Sinterklas
CERPEN EDY FIRMANSYAH
BEGITU bangun tidur, Ladrak mendapati Sinterklas melompat keluar dari tubuhnya. Laki-laki paruh baya tambun bermantel merah dan berjanggut lebat seperti janggut Bakunin berbaring santai di lantai.
Berkali-kali Ladrak mengucek matanya khawatir efek air rebusan pembalut yang ditenggaknya semalam masih membuatnya teler. Tetapi ketika seekor kurcaci kecil bernama Lars keluar dari kantong mantel Sinterklas dan Sinterklas bersuara: ho…ho…ho…Ladrak yakin itu Sinterklas asli.
Bukan Sinterklas jadi-jadian yang sering ia lihat di mall yang kerap terkantuk-kantuk di pintu masuk pusat perbelanjaan saat malam kian meninggi.
“Ladrak… bangun, sudah siang!” terdengar teriakan ibunya dari dapur. Gang depan rumah mulai riuh suara ibu-ibu membeli belanjaan. Deru suara motor orang-orang berangkat kerja memekakkan telinga. Bising suara anak kecil bermain dolip menambah kumuh suasana pagi. Suasana rutin di perkampungan miskin pinggir kali Kamoning.
“Ladrak…bangun, pemalas. Nanti terlambat!” ibunya menyalak lagi. Dengan sedikit rasa malas Ladrak menggeliat. Sebelum beranjak ke kamar mandi, Ladrak mendorong Sinterklas yang tertidur pulas itu ke kolong ranjang.

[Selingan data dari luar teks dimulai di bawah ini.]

impl<ST, TR> ActionExecutor<ST, TR>
where
    ST: Stores,
    TR: IssueTracker,
{
    pub fn new(
        stores: Arc<ST>,
        tracker: Arc<TR>,
        specstore: Arc<SpecStore>,
        specgen: Arc<SpecGenerator>,
    ) -> Self {
        Self {
            stores,
            tracker,
            specstore,
            specgen,
        }
    }

    fn issue_ref(issue: &Issue) -> IssueRef {
        IssueRef {
            integration_id: issue.integration_id,
            project_id: issue.external_project_id.clone(),
            issue_iid: issue.external_issue_id.clone(),
        }
    }

    /// Executes every action in `batch`, in order (spec §4.10). Stops
    /// and propagates on the first error — `outcome.executed_count`
    /// tells the caller how many actions already committed before that
    /// happened (spec §4.10: "partial success within a turn is
    /// observable").
    pub async fn execute(&self, issue: &Issue, batch: &ActionBatch) -> Result<ExecutionOutcome> {
        let mut outcome = ExecutionOutcome::default();
        for action in &batch.actions {
            self.execute_one(issue, action, &mut outcome).await?;
            outcome.executed_count += 1;
            TraceEvent::ActionExecuted {
                issue_id: issue.id,
                kind: action.kind_name().to_string(),
                ok: true,
            }
            .emit();
        }
        Ok(outcome)
    }

    async fn execute_one(
        &self,
        issue: &Issue,
        action: &Action,
        outcome: &mut ExecutionOutcome,
    ) -> Result<()> {
        match action {
            Action::PostComment(p) => self.execute_post_comment(issue, p, outcome).await,
            Action::UpdateGaps(u) => self.execute_update_gaps(issue, u).await,
            Action::UpdateFindings(u) => self.execute_update_findings(issue, u).await,
            Action::UpdateLearnings(u) => self.execute_update_learnings(issue, u).await,
            Action::ReadyForSpecGeneration(r) => {
                self.execute_ready_for_spec_generation(issue, r, outcome).await
            }
            Action::UpdateSpec(u) => self.execute_update_spec(issue, u).await,
        }
    }

    async fn execute_post_comment(
        &self,
        issue: &Issue,
        p: &relay_domain::action::PostComment,
        outcome: &mut ExecutionOutcome,
    ) -> Result<()> {
        let issue_ref = Self::issue_ref(issue);
        let posted = match &p.reply_to_discussion_id {
            Some(discussion_id) => {
                self.tracker
                    .reply_to_thread(ReplyToThreadRequest {
                        issue: issue_ref,
                        discussion_id: discussion_id.clone(),
                        content: p.content.clone(),
                    })
                    .await?
            }
            None => {
                self.tracker
                    .create_discussion(CreateDiscussionRequest {
                        issue: issue_ref,
                        content: p.content.clone(),
                    })
                    .await?
            }
        };
        outcome.posted_messages.push(relay_domain::conversation::ConversationMessage {
            discussion_id: Some(posted.discussion_id),
            ..relay_domain::conversation::ConversationMessage::new(
                0,
                "relay-bot",
                relay_domain::conversation::MessageRole::SelfRole,
                chrono::Utc::now(),
                p.content.clone(),
            )
        });
        Ok(())
    }

    async fn execute_update_gaps(
        &self,
        issue: &Issue,
        u: &relay_domain::action::UpdateGaps,
    ) -> Result<()> {
        let issue_id = issue.id;
        let u = u.clone();

        let gap_closes = self
            .stores
            .run_txn(move |txn| {
                Box::pin(async move {
                    for add in &u.add {
                        txn.add_gap(
                            issue_id,
                            NewGapRow {
                                question: add.question.clone(),
                                severity: add.severity,
                                respondent: add.respondent,
                            },
                        )
                        .await?;
                    }

                    let current = txn.list_gaps(issue_id).await?;
                    for reference in &u.resolve {
                        let gap = resolve_gap_ref(&current, reference)
                            .ok_or_else(|| Error::Validation(format!("unknown gap reference '{reference}'")))?;
                        txn.set_gap_status(gap.id, GapStatus::Resolved, None, None).await?;
                    }
                    for reference in &u.skip {
                        let gap = resolve_gap_ref(&current, reference)
                            .ok_or_else(|| Error::Validation(format!("unknown gap reference '{reference}'")))?;
                        txn.set_gap_status(gap.id, GapStatus::Skipped, None, None).await?;
                    }
                    let mut closed = Vec::new();
                    for close in &u.close {
                        let gap = resolve_gap_ref(&current, &close.gap_id).ok_or_else(|| {
                            Error::Validation(format!("unknown gap reference '{}'", close.gap_id))
                        })?;
                        let status = match close.reason {
                            CloseReason::Answered => GapStatus::Resolved,
                            CloseReason::Inferred => GapStatus::ClosedInferred,
                            CloseReason::NotRelevant => GapStatus::ClosedNotRelevant,
                        };
                        let resolved = txn
                            .set_gap_status(gap.id, status, Some(close.reason), close.note.clone())
                            .await?;
                        closed.push((resolved, gap.comment_ref.clone()));
                    }
                    Ok(closed)
                })
            })
            .await?;

        // Tracker replies on gap closure are best-effort, performed
        // after the transaction commits (spec §4.10).
        for (gap, comment_ref) in gap_closes {
            if let Some(discussion_id) = comment_ref {
                let note = gap.resolution_note.clone().unwrap_or_default();
                let result = self
                    .tracker
                    .reply_to_thread(ReplyToThreadRequest {
                        issue: Self::issue_ref(issue),
                        discussion_id,
                        content: format!("Closing gap #{}: {}", gap.short_id, note),
                    })
                    .await;
                if let Err(e) = result {
                    tracing::warn!(issue_id = issue.id, gap_id = gap.id, error = %e, "best-effort gap-close reply failed");
                }
            }
        }
        Ok(())
    }

    async fn execute_update_findings(
        &self,
        issue: &Issue,
        u: &relay_domain::action::UpdateFindings,
    ) -> Result<()> {
        let issue_id = issue.id;
        let rows: Vec<NewFindingRow> = if u.drop_all {
            Vec::new()
        } else {
            u.add
                .iter()
                .map(|f| NewFindingRow {
                    synthesis: f.synthesis.clone(),
                    sources: f.sources.clone(),
                    is_core: f.is_core,
                })
                .collect()
        };
        self.stores
            .run_txn(move |txn| Box::pin(async move { txn.replace_findings(issue_id, rows).await }))
            .await?;
        Ok(())
    }

    async fn execute_update_learnings(
        &self,
        issue: &Issue,
        u: &relay_domain::action::UpdateLearnings,
    ) -> Result<()> {
        let integration = IntegrationStore::get(self.stores.as_ref(), issue.integration_id)
            .await?
            .ok_or(Error::IntegrationNotFound(issue.integration_id))?;
        let proposals = u.propose.clone();
        self.stores
            .run_txn(move |txn| {
                Box::pin(async move {
                    for proposal in &proposals {
                        txn.insert_learning_dedup(NewLearningRow {
                            workspace_id: integration.workspace_id,
                            kind: proposal.kind,
                            content: proposal.content.clone(),
                            source_context: proposal.source_context.clone(),
                        })
                        .await?;
                    }
                    Ok(())
                })
            })
            .await
    }

    async fn execute_ready_for_spec_generation(
        &self,
        issue: &Issue,
        r: &relay_domain::action::ReadyForSpecGeneration,
        outcome: &mut ExecutionOutcome,
    ) -> Result<()> {
        let issue_id = issue.id;
        self.stores
            .run_txn(move |txn| {
                Box::pin(async move { txn.set_spec_status(issue_id, SpecStatus::Generating).await })
            })
            .await?;

        let input = self.assemble_specgen_input(issue, r).await?;
        let generated = match self.specgen.run(&input).await {
            Ok(g) => g,
            Err(e) => {
                self.stores
                    .run_txn(move |txn| {
                        Box::pin(async move { txn.set_spec_status(issue_id, SpecStatus::Failed).await })
                    })
                    .await?;
                return Err(e);
            }
        };

        let slug = SpecStore::slugify(&issue.title);
        let spec_ref = self.specstore.write(
            issue.id,
            &issue.provider,
            &issue.external_issue_id,
            &slug,
            &generated.spec_markdown,
        )?;
        let spec_ref_json = serde_json::to_value(&spec_ref)?;

        self.stores
            .run_txn(move |txn| {
                Box::pin(async move {
                    txn.set_issue_spec(issue_id, spec_ref_json, SpecStatus::Ready).await
                })
            })
            .await?;

        for eval in &generated.llm_evals {
            self.stores.insert(eval.clone()).await?;
        }
        outcome.llm_evals.extend(generated.llm_evals);
        TraceEvent::SpecWritten {
            issue_id: issue.id,
            sha256: spec_ref.sha256,
            path: spec_ref.path,
        }
        .emit();
        Ok(())
    }

    async fn assemble_specgen_input(
        &self,
        issue: &Issue,
        r: &relay_domain::action::ReadyForSpecGeneration,
    ) -> Result<SpecGenInput> {
        let all_gaps = GapStore::list_for_issue(self.stores.as_ref(), issue.id).await?;
        let closed_gaps = all_gaps.into_iter().filter(|g| !g.is_open()).collect();
        let findings = FindingStore::list_for_issue(self.stores.as_ref(), issue.id).await?;
        let integration = IntegrationStore::get(self.stores.as_ref(), issue.integration_id)
            .await?
            .ok_or(Error::IntegrationNotFound(issue.integration_id))?;
        let learnings = LearningStore::list_for_workspace(self.stores.as_ref(), integration.workspace_id).await?;

        let conversation = match self.tracker.fetch_discussions(&Self::issue_ref(issue)).await {
            Ok(msgs) => msgs,
            Err(e) => {
                tracing::warn!(issue_id = issue.id, error = %e, "could not fetch discussions for spec generation, proceeding without them");
                Vec::new()
            }
        };

        let existing_spec = match &issue.spec {
            Some(v) => {
                let spec_ref: relay_domain::spec_ref::SpecRef = serde_json::from_value(v.clone())?;
                Some(self.specstore.read(
                    &spec_ref,
                    relay_specstore::ReadMode::Full,
                    usize::MAX,
                )?)
            }
            None => None,
        };

        Ok(SpecGenInput {
            issue: issue.clone(),
            workspace_id: integration.workspace_id,
            proceed_signal: r.proceed_signal.clone(),
            context_summary: r.context_summary.clone(),
            closed_gaps,
            findings,
            learnings,
            conversation,
            existing_spec,
        })
    }

    async fn execute_update_spec(
        &self,
        issue: &Issue,
        u: &relay_domain::action::UpdateSpec,
    ) -> Result<()> {
        let slug = SpecStore::slugify(&issue.title);
        let spec_ref = self.specstore.write(
            issue.id,
            &issue.provider,
            &issue.external_issue_id,
            &slug,
            &u.content_markdown,
        )?;
        let spec_ref_json = serde_json::to_value(&spec_ref)?;
        let issue_id = issue.id;
        self.stores
            .run_txn(move |txn| {
                Box::pin(async move {
                    txn.set_issue_spec(issue_id, spec_ref_json, SpecStatus::Ready).await
                })
            })
            .await
    }
}
//! Structured trace events emitted across the pipeline.
//!
//! One JSON line per pipeline milestone, the way the rest of the stack
//! logs: a single tagged enum, serialized and handed to `tracing` at
//! `info` level so downstream log processors can key on `event`.

use serde::Serialize;

#[derive(Debug, Clone, Serialize)]
#[serde(tag = "event")]
pub enum TraceEvent {
    EventIngested {
        issue_id: i64,
        dedupe_key: String,
        event_published: bool,
        duplicated: bool,
        issue_picked_up: bool,
    },
    EngagementDecided {
        integration_id: i64,
        engage: bool,
        reason: String,
    },
    IssueClaimed {
        issue_id: i64,
        attempt: u32,
    },
    IssueReleased {
        issue_id: i64,
        status: String,
    },
    PlannerTurnFinished {
        issue_id: i64,
        iterations: u32,
        actions: usize,
        prompt_tokens: u32,
        completion_tokens: u32,
    },
    ExploreTurnFinished {
        issue_id: i64,
        iterations: u32,
        prompt_tokens: u32,
        completion_tokens: u32,
        budget_exhausted: bool,
    },
    ActionExecuted {
        issue_id: i64,
        kind: String,
        ok: bool,
    },
    SpecWritten {
        issue_id: i64,
        sha256: String,
        path: String,
    },
    StuckClaimReclaimed {
        issue_id: i64,
        claimed_for_ms: i64,
    },
}

impl TraceEvent {
    pub fn emit(&self) {
        let json = serde_json::to_string(self).unwrap_or_default();
        tracing::info!(trace_event = %json, "relay_event");
    }
}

Matahari telah meninggi. Lidah apinya menjilat-jilat bumi. Kepenatan sekolah akan kembali menyiksa Ladrak. Setelah itu kuku-kuku polusi akan mencakar pernapasannya saat menjajakan koran di lampu merah.
Sejak bapaknya meninggal, Ladrak ikut membantu ibunya mencari uang untuk memenuhi kebutuhan sehari-hari. Kadang menjual koran, kadang mencuci piring di warung Mak Inah di pinggir jalan di dekat kali Kamoning. Hidup memang keras. Tak ada kata berhenti demi sesuap nasi.